E ela vem em forma de um livro divertidíssimo: o Almanaque da Música Brega (Matrix Editora, R$ 29,00), do psicólogo e editor do site mofolândia, Antônio Carlos Cabrera. Ele, que adora séries e desenhos antigos, se debruçou sobre esse estilo musical que todo mundo reconhece e ninguém gosta de dizer que ouve.

?Brega é o simples. Aquela música de rima fácil e refrão que gruda na cabeça?, define o autor. Segundo Cabrera, o Brasil tem exemplos de sobra desse gênero: de Odair José a Sandy e Junior, de Benito de Paula (que na verdade é Uday Veloso), Nahim (ou Baby Face, no início da carreira), Clemilda (seu delegado prenda o Tadeu/ele pegou a minha irmã e ó…) e Miss Lene (porque Frankislene não combinava com o som de discoteca que ela cantava), a atualíssima Banda Calypso.

No livro a pesquisa é dividida por cantores, em ordem alfabética e com história e discografia deles. Nas primeiras páginas aparece o grupo Absyntho, que lançou em 1983 aquele sucesso que toca nas festas trash e faz todo mundo se divertir: Meu Ursinho Blau Blau. E mais: que o pobre cantor -Sylvinho – nunca conseguiu se recuperar do sucesso. Até rasgou um urso de pelúcia junto com o roqueiro Sergei no palco do Rock in Rio 3 na tentativa de se livrar dele. Hoje, resignado, ele incorporou o apelido Blau Blau ao nome e faz shows pelo Brasil, tendo a música como carro-chefe.

Gretchen e Sula Miranda cantando cantigas de roda em ritmo disco. Foi na década de 70 que as irmãs apareceram no melhor estilo ?dancin days? – de meias brilhosas, sandálias e saia de franja no joelho – na capa do LP As Melindrosas. Elas se separaram, mas o estilo popular permaneceu.

Sula virou cantora sertaneja e Gretchen apareceu com sucessos rebolativos que Angra, em 1982, tentou imitar, mas não passou de um compacto. Ninguém sabe ao certo o motivo: se a rejeição do público ou o ciúme do marido. Angra era esposa de Amado Batista (no hospital/na sala de cirurgia/pela vidraça eu via/ você sofrendo a sorrir…).

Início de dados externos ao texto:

/// Inserts a closed administrative session spanning one whole day, used
/// by the backfill repairs. Zero float; the closing snapshot reflects the
/// single row being attached.
async fn insert_backfill_session(
    tx: &mut sqlx::Transaction<'_, sqlx::Sqlite>,
    till_id: &str,
    day: NaiveDate,
    operator_id: &str,
    closing_amount_units: i64,
) -> DbResult<String> {
    let opened_at = Utc.from_utc_datetime(&day.and_time(NaiveTime::MIN));
    let closed_at = opened_at + Duration::days(1) - Duration::seconds(1);

    let id = Uuid::new_v4().to_string();
    sqlx::query(
        r#"
        INSERT INTO till_sessions (
            id, till_id, operator_id,
            opened_at, closed_at,
            opening_float_units, closing_amount_units
        ) VALUES (?1, ?2, ?3, ?4, ?5, 0, ?6)
        "#,
    )
    .bind(&id)
    .bind(till_id)
    .bind(operator_id)
    .bind(opened_at)
    .bind(closed_at)
    .bind(closing_amount_units)
    .execute(&mut **tx)
    .await?;

    Ok(id)
}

As Melindrosas serviram de inspiração para que Gugu Liberato lançasse o Banana Split, um grupo de misses (Rio, Santa Catarina e São Paulo) cantantes que também dançavam. O ano era 1990 e lambada era o ritmo do verão. Foi nesse grupo que surgiu Eliana – ela substituiu a miss catarinense e virou apresentadora de tevê.

Uma trajetória impressionante para quem nasceu numa família humilde – o pai dela era zelador -, mas comum a muitos ídolos bregas que começaram a aparecer na década de 70 nos programas Sílvio Santos, Chacrinha e Bolinha.

Vida difícil

O maior sucesso do cantor e compositor gaúcho Victor Mateus Teixeira – o Teixeirinha – é Coração de Luto, que vendeu mais de 1 milhão de cópias. É a história da perda da mãe aos nove anos, queimada. O Almanaque mostra que a história é verídica. Teixeirinha tinha nove anos quando sua mãe teve um ataque epilético e caiu sobre uma fogueira.

Evaldo Braga nunca conheceu os pais e foi abandonado no lixo pela mãe prostituta. Fez sucesso com a música Sorria (… sorria, meu bem, sorria…). Sofria de depressão e morreu aos 25 anos, em um acidente de automóvel, em 1973.

Waldick Soriano (eu não sou cachorro não…) foi lavrador, peão de boiadeiro, garimpeiro e motorista na Bahia. Foi para São Paulo ser cantor, mas só conseguiu emprego de engraxate e durante dez anos insistiu até gravar a música que virou sucesso.

Wanderley Alves dos Reis, o Wando, foi feirante e ajudante de caminhoneiro. Odair José dormiu na rua e trabalhou em inferninhos no Rio de Janeiro antes de cair nas graças do público. Especializou-se em narrar as mazelas dos desafortunados e ganhou o apelido de ?terror das empregadas domésticas? por se engajar na luta delas pela regulamentação da profissão.